8.    The UK has a considerable infrastructure to enable analysis, including in particular a suite of world class longitudinal datasets such as Understanding Society, ELSA and SHARE. The combination of in-depth social information and biological data is important to enable scientific developments outlined above.

9.    The understanding of what constitutes a healthy lifestyle has a generally robust scientific foundation. However, further investigation into the effects of diet, physical activity, lifestyle, working pattern, stress and health during ageing, which includes anti-oxidant impact, change in appetite and the effect of ageing on response to dietary constituents, as well as longer-term dietary interventions, such as caloric restriction, is required.

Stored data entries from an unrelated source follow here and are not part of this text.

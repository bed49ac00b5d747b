//! Multi-query retrieval with deduplication, threshold fallback, and ranking.
//!
//! # Algorithm
//!
//! 1. Expand the query into variants (original first) via [`QueryExpander`].
//! 2. Search the index once per variant for `k_per_query` hits at or above
//!    `relevance_threshold`. Searches run concurrently; results are merged
//!    in variant order, never completion order.
//! 3. Merge into one working set keyed by `source_id`. With
//!    [`DedupPolicy::FirstSeen`] the first observation of a passage wins even
//!    if a later variant scores it higher; [`DedupPolicy::MaxScore`] keeps
//!    the highest score instead.
//! 4. If nothing survived and `relevance_threshold > fallback_threshold`,
//!    search once more with the original query at `fallback_threshold`.
//! 5. Stable-sort by score (desc) and truncate to `top_k`.
//!
//! A failing variant search is logged and contributes nothing. Only an
//! index that was never built aborts retrieval.

use std::collections::HashMap;
use std::sync::Arc;

use futures_util::future::join_all;
use serde::{Deserialize, Serialize};
use tracing::{debug, info, warn};

use crate::error::RagError;
use crate::expand::QueryExpander;
use crate::models::ScoredPassage;
use crate::store::VectorIndex;

/// How to resolve a passage seen more than once during one retrieval.
#[derive(Debug, Clone, Copy, PartialEq, Eq, Default, Serialize, Deserialize)]
#[serde(rename_all = "snake_case")]
pub enum DedupPolicy {
    /// Keep the first observation, in variant order.
    #[default]
    FirstSeen,
    /// Keep the observation with the highest score.
    MaxScore,
}

/// Retrieval tuning parameters, decoupled from application config.
#[derive(Debug, Clone, PartialEq)]
pub struct RetrievalParams {
    /// Maximum entries in a [`RetrievalResult`].
    pub top_k: usize,
    /// Minimum score for a hit to be kept.
    pub relevance_threshold: f32,
    /// Number of alternative phrasings to request.
    pub multi_query_count: usize,
    /// Hits requested per variant.
    pub k_per_query: usize,
    /// Threshold used for the single widened search when nothing survives.
    pub fallback_threshold: f32,
    pub dedup: DedupPolicy,
}

impl Default for RetrievalParams {
    fn default() -> Self {
        Self {
            top_k: 5,
            relevance_threshold: 0.5,
            multi_query_count: 3,
            k_per_query: 3,
            fallback_threshold: 0.3,
            dedup: DedupPolicy::FirstSeen,
        }
    }
}

/// Ranked, deduplicated passages for one query.
#[derive(Debug, Clone, Default, PartialEq, Serialize)]
pub struct RetrievalResult {
    /// Entries by descending score; `source_id`s are unique.
    pub entries: Vec<ScoredPassage>,
    /// Variants that were searched, original query first.
    pub variants: Vec<String>,
    /// Whether the widened fallback search ran.
    pub used_fallback: bool,
}

impl RetrievalResult {
    pub fn is_empty(&self) -> bool {
        self.entries.is_empty()
    }

    pub fn len(&self) -> usize {
        self.entries.len()
    }

    pub fn iter(&self) -> std::slice::Iter<'_, ScoredPassage> {
        self.entries.iter()
    }
}

/// Accumulates hits across searches under a [`DedupPolicy`].
struct WorkingSet {
    policy: DedupPolicy,
    entries: Vec<ScoredPassage>,
    by_id: HashMap<String, usize>,
}

impl WorkingSet {
    fn new(policy: DedupPolicy) -> Self {
        Self {
            policy,
            entries: Vec::new(),
            by_id: HashMap::new(),
        }
    }

    fn merge(&mut self, hits: Vec<ScoredPassage>) {
        for hit in hits {
            match self.by_id.get(hit.source_id()) {
                None => {
                    self.by_id
                        .insert(hit.source_id().to_string(), self.entries.len());
                    self.entries.push(hit);
                }
                Some(&idx) => {
                    if self.policy == DedupPolicy::MaxScore && hit.score > self.entries[idx].score {
                        self.entries[idx].score = hit.score;
                    }
                }
            }
        }
    }

    fn is_empty(&self) -> bool {
        self.entries.is_empty()
    }

    fn into_ranked(mut self, top_k: usize) -> Vec<ScoredPassage> {
        self.entries.sort_by(|a, b| {
            b.score
                .partial_cmp(&a.score)
                .unwrap_or(std::cmp::Ordering::Equal)
        });
        self.entries.truncate(top_k);
        self.entries
    }
}

/// Orchestrates query expansion and per-variant index searches.
#[derive(Clone)]
pub struct MultiQueryRetriever {
    index: Arc<dyn VectorIndex>,
    expander: QueryExpander,
    params: RetrievalParams,
}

10.                        The evidence is strong for certain aspects of public health advice, notably physical activity[5] and reduced sedentary behaviour (self-management of diabetes, undernutrition and smoking), whereas other lifestyle aspects including sleep, social engagement and appropriate help-seeking is less compelling as much of the evidence base is based on self-reported measures, which may not be robust, reliable or reproducible. Better and more robust biomarkers of ageing are needed to build a reliable scientific understanding of the processes that exacerbate or ameliorate the ageing process. For example, whilst there is good evidence on the benefits of physical activity in general, there is very little understanding of benefits of physical activity at a mechanistic level in humans, specifically the effect of physical activity on immunosenescence (the deterioration of the immune system due to natural ageing). A $160M programme, Molecular Transducers of Physical Activity Consortium (MoTrPAC)[6] will discover and perform preliminary characterisation of the range of molecular transducers (the "molecular map") that underlie the effects of physical activity in humans. The programme's goal is to study the molecular changes that occur during and after exercise and ultimately to advance the understanding of how physical activity improves and preserves health. The six-year programme is the largest targeted National Institute of Health investment of funds into the mechanisms of how physical activity improves health and prevents disease.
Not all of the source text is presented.